>>>>

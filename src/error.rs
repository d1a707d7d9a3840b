//! # Error Types
//!
//! Error handling for the object codec.
//!
//! This module defines every failure the reader and writer can report, from
//! low-level I/O errors to security gate denials.
//!
//! ## Error Categories
//! - **Stream framing**: bad header, unknown or misordered tokens
//! - **Resource exhaustion**: DoS budget, handle table or frame limits exceeded
//! - **Version mismatch**: stream descriptor disagrees with the local type
//! - **Permission denied**: the security gate refused a type
//! - **Type resolution**: the injected resolver could not supply a type
//! - **Invariant violation**: an atomic constructor rejected its fields
//! - **Illegal reference**: dangling, unshared or self-referential handles
//!
//! ## Propagation
//! Framing and exhaustion errors are fatal: the reader closes its byte source
//! and refuses further reads. Object-level errors only fail the object being
//! built; the stream stays aligned through the discard path.
//!
//! ## Example Usage
//! ```rust
//! use object_wire::error::{CodecError, ErrorKind};
//!
//! let err = CodecError::ResourceExhaustion("array of 1 GiB".into());
//! assert_eq!(err.kind(), ErrorKind::ResourceExhaustion);
//! assert!(err.is_fatal());
//! ```

use std::io;
use thiserror::Error;

/// Error message constants to reduce allocations in error paths.
pub mod constants {
    /// Stream framing messages
    pub const ERR_BAD_MAGIC: &str = "invalid stream magic";
    pub const ERR_BAD_VERSION: &str = "unsupported stream version";
    pub const ERR_NESTED_RESET: &str = "reset token inside a nested value";
    pub const ERR_NEGATIVE_LENGTH: &str = "negative length prefix";
    pub const ERR_UNEXPECTED_END_BLOCK: &str = "unexpected end of block data";
    pub const ERR_BLOCK_UNDERFLOW: &str = "custom routine read past its block data";
    pub const ERR_FIELD_ORDER: &str = "reference field precedes primitive field";
    pub const ERR_DUPLICATE_FIELD: &str = "duplicate field name in descriptor";

    /// Resource messages
    pub const ERR_BUDGET_EXCEEDED: &str = "allocation budget exceeded";
    pub const ERR_HANDLE_LIMIT: &str = "handle table limit exceeded";
    pub const ERR_DEPTH_LIMIT: &str = "maximum nesting depth exceeded";
    pub const ERR_FRAME_LIMIT: &str = "maximum pending object count exceeded";

    /// Reference messages
    pub const ERR_UNSHARED_REUSE: &str = "unshared value referenced twice";
    pub const ERR_SELF_SUPERCLASS: &str = "class descriptor is its own superclass";

    /// Construction messages
    pub const ERR_NO_BUILDER: &str = "type has no atomic constructor";
    pub const ERR_NO_INSTANCE: &str = "type has no public no-argument constructor";
}

/// Coarse error taxonomy used for propagation decisions and metrics.
#[derive(Debug, Clone, Copy, PartialEq, Eq, Hash)]
pub enum ErrorKind {
    Io,
    StreamFraming,
    ResourceExhaustion,
    VersionMismatch,
    PermissionDenied,
    TypeResolution,
    InvariantViolation,
    IllegalReference,
    WriteAborted,
    StreamClosed,
    Config,
}

// CodecError is the primary error type for every codec operation
#[derive(Error, Debug)]
pub enum CodecError {
    #[error("I/O error: {0}")]
    Io(#[from] io::Error),

    #[error("Stream framing error: {0}")]
    StreamFraming(String),

    #[error("Resource exhausted: {0}")]
    ResourceExhaustion(String),

    #[error("Version mismatch for {class}: stream {stream:#x}, local {local:#x}")]
    VersionMismatch {
        class: String,
        stream: i64,
        local: i64,
    },

    #[error("Incompatible class: {0}")]
    IncompatibleClass(String),

    #[error("Permission denied: {0}")]
    PermissionDenied(String),

    #[error("Type resolution failed: {0}")]
    TypeResolution(String),

    #[error("Invariant violation: {0}")]
    InvariantViolation(String),

    #[error("Illegal reference: {0}")]
    IllegalReference(String),

    #[error("Write aborted by sender: {0}")]
    WriteAborted(String),

    #[error("Stream closed")]
    StreamClosed,

    #[error("Fatal: {0}")]
    Fatal(Box<CodecError>),

    #[error("Configuration error: {0}")]
    ConfigError(String),
}

impl CodecError {
    /// Category of this error; `Fatal` reports the kind of its cause.
    pub fn kind(&self) -> ErrorKind {
        match self {
            CodecError::Io(_) => ErrorKind::Io,
            CodecError::StreamFraming(_) => ErrorKind::StreamFraming,
            CodecError::ResourceExhaustion(_) => ErrorKind::ResourceExhaustion,
            CodecError::VersionMismatch { .. } | CodecError::IncompatibleClass(_) => {
                ErrorKind::VersionMismatch
            }
            CodecError::PermissionDenied(_) => ErrorKind::PermissionDenied,
            CodecError::TypeResolution(_) => ErrorKind::TypeResolution,
            CodecError::InvariantViolation(_) => ErrorKind::InvariantViolation,
            CodecError::IllegalReference(_) => ErrorKind::IllegalReference,
            CodecError::WriteAborted(_) => ErrorKind::WriteAborted,
            CodecError::StreamClosed => ErrorKind::StreamClosed,
            CodecError::Fatal(inner) => inner.kind(),
            CodecError::ConfigError(_) => ErrorKind::Config,
        }
    }

    /// Whether this error leaves byte-position bookkeeping untrustworthy.
    ///
    /// Fatal errors close the reader's byte source.
    pub fn is_fatal(&self) -> bool {
        matches!(
            self,
            CodecError::Io(_)
                | CodecError::StreamFraming(_)
                | CodecError::ResourceExhaustion(_)
                | CodecError::IllegalReference(_)
                | CodecError::StreamClosed
                | CodecError::Fatal(_)
        )
    }

    /// Promote an object-level error to a stream-fatal one.
    pub fn escalate(self) -> CodecError {
        if self.is_fatal() {
            self
        } else {
            CodecError::Fatal(Box::new(self))
        }
    }

    /// Produce an equivalent error; recorded descriptor failures are
    /// reported once per object that uses the descriptor.
    pub fn duplicate(&self) -> CodecError {
        match self {
            CodecError::Io(e) => CodecError::Io(io::Error::new(e.kind(), e.to_string())),
            CodecError::StreamFraming(m) => CodecError::StreamFraming(m.clone()),
            CodecError::ResourceExhaustion(m) => CodecError::ResourceExhaustion(m.clone()),
            CodecError::VersionMismatch {
                class,
                stream,
                local,
            } => CodecError::VersionMismatch {
                class: class.clone(),
                stream: *stream,
                local: *local,
            },
            CodecError::IncompatibleClass(m) => CodecError::IncompatibleClass(m.clone()),
            CodecError::PermissionDenied(m) => CodecError::PermissionDenied(m.clone()),
            CodecError::TypeResolution(m) => CodecError::TypeResolution(m.clone()),
            CodecError::InvariantViolation(m) => CodecError::InvariantViolation(m.clone()),
            CodecError::IllegalReference(m) => CodecError::IllegalReference(m.clone()),
            CodecError::WriteAborted(m) => CodecError::WriteAborted(m.clone()),
            CodecError::StreamClosed => CodecError::StreamClosed,
            CodecError::Fatal(inner) => CodecError::Fatal(Box::new(inner.duplicate())),
            CodecError::ConfigError(m) => CodecError::ConfigError(m.clone()),
        }
    }
}

/// Type alias for Results using CodecError
pub type Result<T> = std::result::Result<T, CodecError>;

#[cfg(test)]
mod tests {
    use super::*;

    #[test]
    fn test_fatal_classification() {
        assert!(CodecError::StreamFraming("x".into()).is_fatal());
        assert!(CodecError::ResourceExhaustion("x".into()).is_fatal());
        assert!(CodecError::IllegalReference("x".into()).is_fatal());
        assert!(!CodecError::InvariantViolation("x".into()).is_fatal());
        assert!(!CodecError::TypeResolution("x".into()).is_fatal());
        assert!(!CodecError::PermissionDenied("x".into()).is_fatal());
    }

    #[test]
    fn test_escalate_keeps_kind() {
        let err = CodecError::InvariantViolation("bad".into()).escalate();
        assert!(err.is_fatal());
        assert_eq!(err.kind(), ErrorKind::InvariantViolation);

        let already = CodecError::StreamClosed.escalate();
        assert!(matches!(already, CodecError::StreamClosed));
    }

    #[test]
    fn test_version_mismatch_display() {
        let err = CodecError::VersionMismatch {
            class: "demo.Point".into(),
            stream: 1,
            local: 2,
        };
        assert_eq!(
            err.to_string(),
            "Version mismatch for demo.Point: stream 0x1, local 0x2"
        );
        assert_eq!(err.kind(), ErrorKind::VersionMismatch);
    }

    #[test]
    fn test_duplicate_io() {
        let err = CodecError::Io(io::Error::new(io::ErrorKind::UnexpectedEof, "eof"));
        let copy = err.duplicate();
        assert_eq!(copy.kind(), ErrorKind::Io);
        assert_eq!(copy.to_string(), err.to_string());
    }
}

<<<<

Scan the material and collect every line that contains "from".

§ Written answer
//! This module defines every failure the reader and writer can report, from
    Io(#[from] io::Error),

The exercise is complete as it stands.